*Exercise prompt*: Print verbatim the opening line of the material and every subsequent line through the one containing "static LOGGER_INITIALIZED: OnceLock<()>".

*Extracted records*:

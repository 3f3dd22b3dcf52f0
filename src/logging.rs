//! # Structured Logging Module
//!
//! Environment-aware structured logging for the worker and the submission
//! surface. Human-readable output in development, JSON lines in production.

use chrono::Utc;
use std::sync::OnceLock;
use tracing_subscriber::{fmt, layer::SubscriberExt, util::SubscriberInitExt, EnvFilter, Layer};
use uuid::Uuid;

static LOGGER_INITIALIZED: OnceLock<()> = OnceLock::new();

/// Initialize structured logging with environment-specific configuration
pub fn init_structured_logging() {
    LOGGER_INITIALIZED.get_or_init(|| {
        let environment = get_environment();
        let filter = std::env::var("DOCKING_LOG")
            .unwrap_or_else(|_| get_log_level(&environment).to_string());

        let console = if environment == "production" {
            fmt::layer()
                .with_target(true)
                .with_thread_ids(true)
                .json()
                .with_filter(EnvFilter::new(&filter))
                .boxed()
        } else {
            fmt::layer()
                .with_target(true)
                .with_thread_ids(true)
                .with_level(true)
                .with_ansi(true)
                .with_filter(EnvFilter::new(&filter))
                .boxed()
        };

        // A subscriber installed by the embedding application wins
        if tracing_subscriber::registry().with(console).try_init().is_err() {
            tracing::debug!("Global tracing subscriber already initialized - continuing with existing subscriber");
        }

        tracing::info!(
            pid = std::process::id(),
            environment = %environment,
            filter = %filter,
            "STRUCTURED LOGGING: Initialized"
        );
    });
}

fn get_environment() -> String {
    std::env::var("DOCKING_ENV")
        .or_else(|_| std::env::var("APP_ENV"))
        .unwrap_or_else(|_| "development".to_string())
}

fn get_log_level(environment: &str) -> &'static str {
    match environment {
        "production" => "info",
        _ => "debug",
    }
}

/// Log structured data for task operations
pub fn log_task_operation(
    operation: &str,
    task_id: Uuid,
    run_id: Option<Uuid>,
    protein_id: Option<&str>,
    status: &str,
    details: Option<&str>,
) {
    tracing::info!(
        operation = %operation,
        task_id = %task_id,
        run_id = ?run_id,
        protein_id = protein_id,
        status = %status,
        details = details,
        timestamp = %Utc::now().to_rfc3339(),
        "TASK_OPERATION"
    );
}

/// Log structured data for run and batch operations
pub fn log_run_operation(
    operation: &str,
    run_id: Option<Uuid>,
    batch_id: Option<Uuid>,
    status: &str,
    task_count: Option<u32>,
    details: Option<&str>,
) {
    tracing::info!(
        operation = %operation,
        run_id = ?run_id,
        batch_id = ?batch_id,
        status = %status,
        task_count = task_count,
        details = details,
        timestamp = %Utc::now().to_rfc3339(),
        "RUN_OPERATION"
    );
}

/// Log error with full context
pub fn log_error(component: &str, operation: &str, error: &str, context: Option<&str>) {
    tracing::error!(
        component = %component,
        operation = %operation,
        error = %error,
        context = context,
        timestamp = %Utc::now().to_rfc3339(),
        "ERROR"
    );
}

#[cfg(test)]
mod tests {
    use super::*;

    #[test]
    fn test_log_level_mapping() {
        assert_eq!(get_log_level("test"), "debug");
        assert_eq!(get_log_level("development"), "debug");
        assert_eq!(get_log_level("production"), "info");
        assert_eq!(get_log_level("unknown"), "debug");
    }

    #[test]
    fn test_double_initialization_is_harmless() {
        init_structured_logging();
        init_structured_logging();
        log_error("logging", "test", "boom", None);
    }
}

*Solution to this problem*:
repository 3f3dd22b3dcf52f0
filename src/logging.rs
//! # Structured Logging Module
//!
//! Environment-aware structured logging for the worker and the submission
//! surface. Human-readable output in development, JSON lines in production.

use chrono::Utc;
use std::sync::OnceLock;
use tracing_subscriber::{fmt, layer::SubscriberExt, util::SubscriberInitExt, EnvFilter, Layer};
use uuid::Uuid;

static LOGGER_INITIALIZED: OnceLock<()> = OnceLock::new();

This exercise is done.